Backup of Quora content
In the last post I was talking about how I wanted to delete my Quora account. But first I wanted to make sure I actually backed up anything that was of interest there.
What I'm going to do in this post is have each heading be a Quora question then have the body be my answer.
Can I learn the Python language in one year or two?
While you can certainly get enough proficiency in a year to be able to implement projects getting to a level of mastery is a much tougher proposition. A large part of the appeal of Python is just how much you don’t need to know in order to be productive on many projects. Take for example writing a web app in Django, you have the ability to get a lot done without needing to know all the details of how it works.
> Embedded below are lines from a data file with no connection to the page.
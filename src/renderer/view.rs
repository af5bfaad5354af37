//! Render-ready snapshot of the simulation
//!
//! Only live entities appear. Dead players sit at the off-screen sentinel and
//! eaten food waits for respawn, so neither is ever drawn.

use serde::{Deserialize, Serialize};

use crate::sim::{FoodKind, PlayerId, SimulationState};

/// Screen rectangle in arena units
#[derive(Debug, Clone, Copy, PartialEq, Eq, Serialize, Deserialize)]
pub struct Rect {
    pub x: i32,
    pub y: i32,
    pub w: i32,
    pub h: i32,
}

impl Rect {
    pub fn square(x: i32, y: i32, size: i32) -> Self {
        Self {
            x,
            y,
            w: size,
            h: size,
        }
    }

    pub fn center(&self) -> (i32, i32) {
        (self.x + self.w / 2, self.y + self.h / 2)
    }
}

#[derive(Debug, Clone, Copy, PartialEq, Eq, Serialize, Deserialize)]
pub struct PlayerView {
    pub player: PlayerId,
    pub rect: Rect,
    /// Draw the shield ring
    pub shielded: bool,
}

#[derive(Debug, Clone, Copy, PartialEq, Eq, Serialize, Deserialize)]
pub struct FoodView {
    pub slot: usize,
    pub rect: Rect,
    pub kind: FoodKind,
}

/// Everything the frame driver needs to draw one frame
#[derive(Debug, Clone, Default, PartialEq, Eq, Serialize, Deserialize)]
pub struct RenderView {
    pub players: Vec<PlayerView>,
    pub food: Vec<FoodView>,
}

impl RenderView {
    /// Build the view at timestamp `now` (shield visibility is time-checked)
    pub fn from_state(state: &SimulationState, now: u64) -> Self {
        let players = state
            .players
            .iter()
            .filter(|p| p.alive)
            .map(|p| PlayerView {
                player: p.id,
                rect: Rect::square(p.pos.x, p.pos.y, p.size),
                shielded: p.is_shielded(now),
            })
            .collect();

        let food = state
            .alive_food()
            .map(|(slot, f)| FoodView {
                slot,
                rect: Rect::square(f.pos.x, f.pos.y, f.size),
                kind: f.kind,
            })
            .collect();

        Self { players, food }
    }
}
And it turns out there’s a lot of details, have a look at this article to get an idea of just how much goes on behind the scenes:
How a web page request makes it down to the metal
Mastering the language involves a deeper understanding into various Python implementations (CPython, PyPy, etc) and a deep knowledge of the standard library. These things will take more than a year to learn if only because Python is such a broad language. Everyone has to start somewhere though, so a year of learning will very much get you on the right track towards mastery. I’ve been working with Python just about every year since 2.5 and I find myself learning new things every year, mastery as always is a moving target.
Why is deep learning most commonly done in Python?
I'm not even sure that this is the case, because productionizing Python machine learning code is a massive pain in the ass, but assuming it is my answer would be as follows:
The popularity stems from the ease of writing the code and getting your machine learning systems to interface with the outside world. For this Python is very easy to be productive in and as a result Python often ends up being used as a domain specific language for machine learning frameworks as a result. With deep learning you are often specifying some sort of computation graph that then gets handed off to a library to be evaluated. Note that the computational heavy lifting is usually not done in Python but rather in other external libraries that are usually using highly optimized compiled code. Take for example tensorflow, it has a nice Python interface but the computational engine exists completely outside the Python interpreter.
What Python allows you to do is quickly test your hypotheses. Which network topology is best? Which feature engineering decisions are good for this project? You can fairly quickly iterate proofs of concepts.
For tasks where the quality of the code and the ease of deployment of the code are not requirements, for example doing some analysis for a one off report, the speed of development is a huge win. In these sorts of scenarios Python is popular.
What are multidimensional arrays in C++ actually used for?
They are good for storing non-sparse multidimensional data.
Of course you should profile your code carefully as the optimal data storage choices are very architecture dependent.
What's the best software to design a neat resume/cv?
I'm a fan of using LaTeX for writing resume/cv. This is because I can create a template and have full control over all aspects of the typesetting. That said there might be a number of better options that have been purpose made just for this task in this space these days that I'm not aware of.
Is using malloc() correct in C++?
If you are writing C++ code then you should almost always choose to use new
instead of malloc
. One of the main reasons malloc
is around is for compatibility with C.
When you call new
you are invoking a constructor call, however you may want to deal with raw memory. You may be tempted to use malloc
in this case but there's a built in part of C++ called operator new that does this in an idiomatic C++ way. Maybe you have some odd use case where you want to use realloc
to reuse memory but I'll assume that you have profiled your code and know what you are doing in that case.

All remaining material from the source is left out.